A morte havia sido relatada no dia 6, mas ficou três dias parada no sistema da Anvisa por problemas técnicos. “Às 15h da segunda foi enviado um ofício informando o problema e pedindo dados, dando um dia de prazo”, disse à Folha Covas.

“Às 18h, um segundo ofício pedia os dados, e os enviamos. Quase três horas depois, eles nos convidaram para uma conversa nesta terça e, logo depois, suspenderam os testes sem nos avisar. Um telefonema teria resolvido.”

Além disso, a divulgação da decisão da suspensão na noite de segunda, 38 minutos após um email ter sido enviado ao Butantan convidando para a discussão virtual do caso na manhã seguinte, causou em São Paulo a impressão de busca por um desgaste político.

A reunião, às 9h desta terça, foi tensa. Covas transmitiu os dados referentes ao caso e, na sequência, foi enviado por email o relatório completo assinado pelo responsável no HC do estudo, Esper Kállas, colunista da Folha.

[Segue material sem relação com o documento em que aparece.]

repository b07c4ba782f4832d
mod export;
mod import;

pub use export::*;
pub use import::*;
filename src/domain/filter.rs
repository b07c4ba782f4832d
use super::customer::{CustomerRecord, PaymentStatus};

/// Which payment statuses a list view should show.
#[derive(Debug, Clone, PartialEq, Eq, Default)]
pub enum StatusFilter {
    #[default]
    All,
    Only(PaymentStatus),
}

impl StatusFilter {
    /// The sentinel that selects every status.
    pub const ALL: &'static str = "all";

    /// `"all"` selects everything; any other text is an exact status label.
    pub fn parse(input: &str) -> Self {
        if input == Self::ALL {
            StatusFilter::All
        } else {
            StatusFilter::Only(PaymentStatus::new(input))
        }
    }

    pub fn matches(&self, status: &PaymentStatus) -> bool {
        match self {
            StatusFilter::All => true,
            StatusFilter::Only(wanted) => wanted == status,
        }
    }
}

/// Name search plus status selection for the customer list.
#[derive(Debug, Clone, PartialEq, Eq, Default)]
pub struct FilterCriteria {
    name_query: String,
    // name_query, lowercased once
    needle: String,
    status_filter: StatusFilter,
}

impl FilterCriteria {
    pub fn new(name_query: impl Into<String>, status_filter: StatusFilter) -> Self {
        let name_query = name_query.into();
        Self {
            needle: name_query.to_lowercase(),
            name_query,
            status_filter,
        }
    }

    /// Criteria that match every record.
    pub fn all() -> Self {
        Self::default()
    }

    pub fn name_query(&self) -> &str {
        &self.name_query
    }

    /// Case-insensitive substring match on the name, exact match on status.
    pub fn matches(&self, record: &CustomerRecord) -> bool {
        self.status_filter.matches(&record.payment_status)
            && record.name.to_lowercase().contains(&self.needle)
    }
}

/// Select the records matching `criteria`, in their original order.
pub fn filter_customers<'a>(
    records: &'a [CustomerRecord],
    criteria: &FilterCriteria,
) -> Vec<&'a CustomerRecord> {
    records.iter().filter(|r| criteria.matches(r)).collect()
}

A Anvisa afirma que não recebeu nada e, no começo da tarde, tentou se explicar em entrevista coletiva. Falou sobre as questões mais óbvias, como a necessidade de proteger voluntários ao menor sinal de problemas, mas se enrolou ao tentar explicar o imbróglio das mensagens paradas em seus servidores de email.

Seu diretor-presidente, o almirante Antonio Barra Torres, foi direto contudo ao dizer por que decidiu a suspensão sem antes ouvir o Butantan. Para ele, essa não é a função do órgão regulador.

O militar afirmou que manteve a suspensão depois da reunião porque considerava as respostas insuficientes.

Sugeriu então que o instituto fizesse um recurso ao Comitê Internacional para que o caso fosse analisado. A resposta veio às 16h41 e está agora nas mãos da Anvisa.

Barra Torres também afirmou que não recebeu informação sobre o suicídio, que ele tratou como hipotético, por canais oficiais, o que não é verdade segundo o relato de Covas. O almirante criticou a politização do caso, dizendo que há “uma guerra política lá fora”.

Não há um cronograma pétreo acerca de vacinas da Covid-19, mas a expectativa dos chineses é ter a fase 3 da Coronavac concluída até o fim deste mês, o que poderá abrir o caminho para seu registro no Brasil –responsabilidade da Anvisa. O estudo de segurança até aqui a aprovou, restando saber sua eficácia.

Doria comprou 46 milhões de doses para entrega até o fim de dezembro, 40 milhões delas em forma de insumos a serem formulados no Butantan. Se tudo der certo, a vacinação pode começar em janeiro do ano que vem.